Here is a statement made 3500 years ago that scientists now tell us is 100% accurate. Blood is truly the fluid of life. Your blood is made up of cells and plasma. As the blood flows through the heart, it is pumped through arteries, veins and capillaries to every part of your body. The blood delivers oxygen and nutrients and removes waste products. Adults have about 5.3 quarts of blood-almost a gallon and a half. A little over half is plasma, which contains electrolytes, nutrients and vitamins, carbohydrates, cholesterol, hormones, clotting factors, and proteins such as albumin and immunoglobulins which are really antibodies that fight infection. The cellular portion contains red blood cells (carry oxygen from the lungs), white blood cells (fight infection), platelets (help clot the blood so you don’t bleed to death). Plasma (the liquid portion of the blood) is 90% water, yet the 10% of material dissolved in it is absolutely crucial for proper bodily function. These various elements are pumped by the body as directed by the brain to the places where they are needed most. Plasma also contains substances called electrolytes, such as sodium, potassium, chloride, bicarbonate, calcium and magnesium. These vital chemicals help in such things as fluid balance, nerve conduction, muscle contraction, and blood clotting. At the same time the plasma removes waste and sends it to the kidneys and to the lungs. All during this never-ending process, there is pressure from the heart that sends the blood outward and there is pressure inside the vessels produced by proteins in the blood that keep the blood level constant and the pressure rightly adjusted. When you take medication, it is the blood that rushes it along to the place where it is needed.

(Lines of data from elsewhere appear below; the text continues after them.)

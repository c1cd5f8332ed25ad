//! Background pump driving the drain and the loss check on timers.

use insights_diag_app::{LossReportOutcome, PageLifecycle, UnloadSummary};
use std::time::Duration;
use tokio::task::JoinHandle;
use tokio::time::{Instant, Interval, MissedTickBehavior};
use tokio_util::sync::CancellationToken;

/// Timer periods for the pump.
#[derive(Debug, Clone, Copy, PartialEq, Eq)]
pub struct PumpIntervals {
    /// Period between drain passes.
    pub drain: Duration,
    /// Period between loss checks.
    pub loss_check: Duration,
}

/// Totals accumulated by one pump run.
#[derive(Debug, Clone, PartialEq, Eq)]
pub struct PumpReport {
    /// Timed drain passes.
    pub drain_passes: u64,
    /// Timed loss checks.
    pub loss_checks: u64,
    /// Loss reports emitted by timed checks.
    pub loss_reports: u64,
    /// Messages emitted by timed drains.
    pub emitted: usize,
    /// Messages the trace sink rejected during timed drains.
    pub failed: usize,
    /// Final pass run after cancellation.
    pub unload: UnloadSummary,
}

/// Spawn [`run_pump`] on the current tokio runtime.
pub fn spawn_pump(
    lifecycle: PageLifecycle,
    intervals: PumpIntervals,
    token: CancellationToken,
) -> JoinHandle<PumpReport> {
    tokio::spawn(run_pump(lifecycle, intervals, token))
}

/// Drain and check for loss on their own periods until `token` is cancelled,
/// then run the unload pass.
///
/// The first tick of each timer fires one full period after start.
pub async fn run_pump(
    lifecycle: PageLifecycle,
    intervals: PumpIntervals,
    token: CancellationToken,
) -> PumpReport {
    let mut drain_ticker = ticker(intervals.drain);
    let mut loss_ticker = ticker(intervals.loss_check);
    let mut drain_passes = 0_u64;
    let mut loss_checks = 0_u64;
    let mut loss_reports = 0_u64;
    let mut emitted = 0_usize;
    let mut failed = 0_usize;

    tracing::info!(
        drain_ms = duration_ms(intervals.drain),
        loss_check_ms = duration_ms(intervals.loss_check),
        "diagnostics pump started"
    );
    loop {
        tokio::select! {
            biased;
            () = token.cancelled() => break,
            _ = drain_ticker.tick() => {
                let summary = lifecycle.drain();
                drain_passes += 1;
                emitted += summary.emitted;
                failed += summary.failed;
            },
            _ = loss_ticker.tick() => {
                loss_checks += 1;
                if let LossReportOutcome::Reported { .. } = lifecycle.check_loss() {
                    loss_reports += 1;
                }
            },
        }
    }

    let unload = lifecycle.unload();
    tracing::info!(drain_passes, loss_checks, emitted, "diagnostics pump stopped");
    PumpReport {
        drain_passes,
        loss_checks,
        loss_reports,
        emitted,
        failed,
        unload,
    }
}

fn ticker(period: Duration) -> Interval {
    let mut ticker = tokio::time::interval_at(Instant::now() + period, period);
    ticker.set_missed_tick_behavior(MissedTickBehavior::Delay);
    ticker
}

fn duration_ms(duration: Duration) -> u64 {
    u64::try_from(duration.as_millis()).unwrap_or(u64::MAX)
}

#[cfg(test)]
mod tests {
    use super::*;
    use insights_diag_app::{DiagnosticLog, DrainBridge, LossLedger, LossLedgerDeps};
    use insights_diag_domain::{ReportLimit, Severity};
    use insights_diag_testkit::{RecordingReporter, RecordingTraceSink, ScriptedSessionStorage};
    use std::error::Error;
    use std::sync::Arc;

    fn lifecycle(sink: Arc<RecordingTraceSink>, reporter: Arc<RecordingReporter>) -> PageLifecycle {
        let log = Arc::new(DiagnosticLog::headless());
        let ledger = Arc::new(LossLedger::new(
            LossLedgerDeps {
                storage: Some(Arc::new(ScriptedSessionStorage::new())),
                reporter: Some(reporter),
                log: Arc::clone(&log),
            },
            ReportLimit::default(),
        ));
        let drain = DrainBridge::new(Arc::clone(&log), sink);
        PageLifecycle::new(log, ledger, drain)
    }

    const HOUR: Duration = Duration::from_secs(3_600);

    #[tokio::test]
    async fn cancellation_runs_the_unload_pass() -> Result<(), Box<dyn Error>> {
        let sink = Arc::new(RecordingTraceSink::new());
        let reporter = Arc::new(RecordingReporter::new());
        let lifecycle = lifecycle(sink.clone(), reporter.clone());
        let _ = lifecycle
            .log()
            .report_user_actionable(Severity::Critical, "pending");
        lifecycle.on_item_enqueued();

        let token = CancellationToken::new();
        let handle = spawn_pump(
            lifecycle,
            PumpIntervals {
                drain: HOUR,
                loss_check: HOUR,
            },
            token.clone(),
        );
        token.cancel();
        let report = handle.await?;

        assert_eq!(report.drain_passes, 0);
        assert_eq!(report.unload.loss, LossReportOutcome::Reported { lost: 1 });
        assert_eq!(report.unload.drained.emitted, 1);
        assert_eq!(sink.traces().len(), 1);
        assert_eq!(reporter.reports().len(), 1);
        Ok(())
    }

    #[tokio::test]
    async fn timed_drains_run_before_cancellation() -> Result<(), Box<dyn Error>> {
        let sink = Arc::new(RecordingTraceSink::new());
        let lifecycle = lifecycle(sink.clone(), Arc::new(RecordingReporter::new()));
        let _ = lifecycle
            .log()
            .report_user_actionable(Severity::Critical, "early");

        let token = CancellationToken::new();
        let handle = spawn_pump(
            lifecycle,
            PumpIntervals {
                drain: Duration::from_millis(10),
                loss_check: HOUR,
            },
            token.clone(),
        );
        tokio::time::sleep(Duration::from_millis(200)).await;
        token.cancel();
        let report = handle.await?;

        assert!(report.drain_passes >= 1);
        assert_eq!(report.emitted, 1);
        assert_eq!(report.unload.drained.total(), 0);
        assert_eq!(sink.traces().len(), 1);
        Ok(())
    }
}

The blood flows into the right side of the heart and then goes to the lungs where it deposits carbon dioxide and picks up oxygen. From there the blood goes back to the left side of the heart and then out to the various parts of the body. The average adult heart beats 72 times per minute. In the course of one day the heart beats over 100,000 times. In one year the heart beats almost 38 million times, and by the time you are 70 years old it has beat 2.5 billion times! An average heart pumps 1.3 gallons per minute. In other words it pumps 1,900 gallons per day, almost 700,000 gallons per year, or 48 million gallons by the time someone is 70 years old. That’s not bad for a ten-ounce pump!

And this just scratches the surface of what the blood does and how it works. And blood is only one part of your body. How can anyone study the complexity of the human body and think that it all happened by chance? It takes more faith to believe that than to believe that your body was divinely created by God

Jesus is the Lord of your blood. He created it just for you. Every drop comes from him and every drop is precious to him.